Peran Strategis
Di era perdagangan global yang semakin terbuka, peran Barantin menjadi kian penting. Setiap hari, ribuan komoditas melintasi batas negara—mulai dari bahan pangan, hewan hidup, hingga produk pertanian. Tanpa pengawasan ketat, risiko masuknya penyakit atau hama berbahaya menjadi sangat tinggi.
Barantin hadir untuk memastikan semua itu tetap terkendali. Tidak hanya soal pencegahan penyakit, tetapi juga menjaga kualitas pangan, mengawasi pakan, hingga melindungi flora dan fauna lokal dari ancaman luar.
Dengan kewenangan yang kini terintegrasi, Barantin dapat bergerak lebih cepat dan responsif dalam menghadapi ancaman yang datang, baik dari dalam maupun luar negeri.
Menariknya, identitas Barantin juga tercermin dalam logonya. Lingkaran kuning keemasan melambangkan kekuatan perlindungan, sementara Garuda Pancasila menjadi simbol semangat kebangsaan. Warna hijau menggambarkan kekayaan hayati Indonesia, dan bintang delapan sudut merepresentasikan tindakan karantina yang berpadu dengan nilai spiritual.
Logo ini bukan sekadar simbol visual, melainkan representasi dari misi besar menjaga keberlanjutan sumber daya alam Indonesia.
Harapan Baru di Tangan Karding
Kini, tongkat estafet kepemimpinan berada di tangan Abdul Kadir Karding. Tantangan yang dihadapi tidak ringan. Ancaman penyakit lintas negara, perubahan iklim, hingga meningkatnya mobilitas global menjadi ujian nyata bagi Barantin ke depan.
Namun di sisi lain, peluang untuk memperkuat sistem karantina nasional juga terbuka lebar. Dengan kepemimpinan baru, Barantin diharapkan mampu meningkatkan koordinasi lintas sektor, memperketat pengawasan di pintu masuk negara, serta menjaga ketahanan pangan dan keanekaragaman hayati Indonesia.

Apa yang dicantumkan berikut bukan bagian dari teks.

use sea_orm::{sea_query::TableCreateStatement, ConnectionTrait, Database, DatabaseConnection};

use crate::error::TestError;

/// Test context containing the database connection for a single test.
///
/// Provides an in-memory SQLite database connection for isolated unit testing. The
/// database is created lazily on first access and persists for the lifetime of the
/// test context.
pub struct TestContext {
    /// Optional database connection to in-memory SQLite instance.
    ///
    /// Initialized lazily when `database()` is first called.
    pub db: Option<DatabaseConnection>,
}

impl TestContext {
    /// Creates a new empty test context.
    pub fn new() -> Self {
        Self { db: None }
    }

    /// Gets or creates the in-memory SQLite database connection.
    ///
    /// # Returns
    /// - `Ok(&DatabaseConnection)` - Reference to the database connection
    /// - `Err(TestError::Database)` - Failed to connect to in-memory SQLite database
    pub async fn database(&mut self) -> Result<&DatabaseConnection, TestError> {
        match self.db {
            Some(ref db) => Ok(db),
            None => {
                let db = Database::connect("sqlite::memory:").await?;

                let db_ref = self.db.insert(db);

                Ok(&*db_ref)
            }
        }
    }

    /// Creates database tables from the provided CREATE TABLE statements.
    ///
    /// Typically called internally by `TestBuilder::build()` rather than directly.
    pub async fn with_tables(&mut self, stmts: Vec<TableCreateStatement>) -> Result<(), TestError> {
        let db = self.database().await?;

        for stmt in stmts {
            db.execute(&stmt).await?;
        }

        Ok(())
    }
}

impl Default for TestContext {
    fn default() -> Self {
        Self::new()
    }
}
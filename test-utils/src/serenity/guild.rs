//! Test factory for creating Serenity Guild objects.

use serenity::all::{Guild, GuildChannel};

/// Creates a test Serenity Guild with customizable fields.
///
/// Creates a Guild object by deserializing JSON with the provided values. The owner is
/// always user `100000000000000000` and the guild starts without channels; insert
/// channels afterwards or use [`create_test_guild_with_channels`].
///
/// # Arguments
/// - `guild_id` - Discord guild ID (snowflake)
/// - `name` - Guild name
/// - `member_count` - Approximate member count reported by Discord
///
/// # Panics
/// - If the JSON cannot be deserialized into a Guild (indicates invalid test data)
pub fn create_test_guild(guild_id: u64, name: &str, member_count: u64) -> Guild {
    serde_json::from_value(serde_json::json!({
        "id": guild_id.to_string(),
        "name": name,
        "icon": null,
        "icon_hash": null,
        "owner_id": "100000000000000000",
        "afk_timeout": 300,
        "verification_level": 0,
        "default_message_notifications": 0,
        "explicit_content_filter": 0,
        "roles": [],
        "emojis": [],
        "stickers": [],
        "features": [],
        "mfa_level": 0,
        "system_channel_flags": 0,
        "premium_tier": 0,
        "premium_subscription_count": 0,
        "premium_progress_bar_enabled": false,
        "preferred_locale": "en-US",
        "nsfw_level": 0,
        "joined_at": "2020-01-01T00:00:00.000000+00:00",
        "large": false,
        "member_count": member_count,
        "voice_states": [],
        "channels": [],
        "threads": [],
        "presences": [],
        "max_presences": 25000,
        "max_members": 100000,
        "unavailable": false,
        "members": [],
        "stage_instances": [],
        "guild_scheduled_events": [],
    }))
    .expect("Failed to create test guild - invalid JSON structure")
}

/// Creates a test guild and inserts the given channels into its channel map.
pub fn create_test_guild_with_channels(
    guild_id: u64,
    name: &str,
    member_count: u64,
    channels: Vec<GuildChannel>,
) -> Guild {
    let mut guild = create_test_guild(guild_id, name, member_count);
    for channel in channels {
        guild.channels.insert(channel.id, channel);
    }
    guild
}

BACA JUGA: Risiko Besar Jika Ambang Batas Parlemen Dinaikkan
Pada akhirnya, meski sering bekerja di balik layar, peran Badan Karantina Indonesia sesungguhnya sangat dekat dengan kehidupan sehari-hari. Dari makanan yang aman dikonsumsi hingga lingkungan yang tetap lestari—semuanya tak lepas dari peran lembaga ini sebagai penjaga “gerbang” hayati negeri.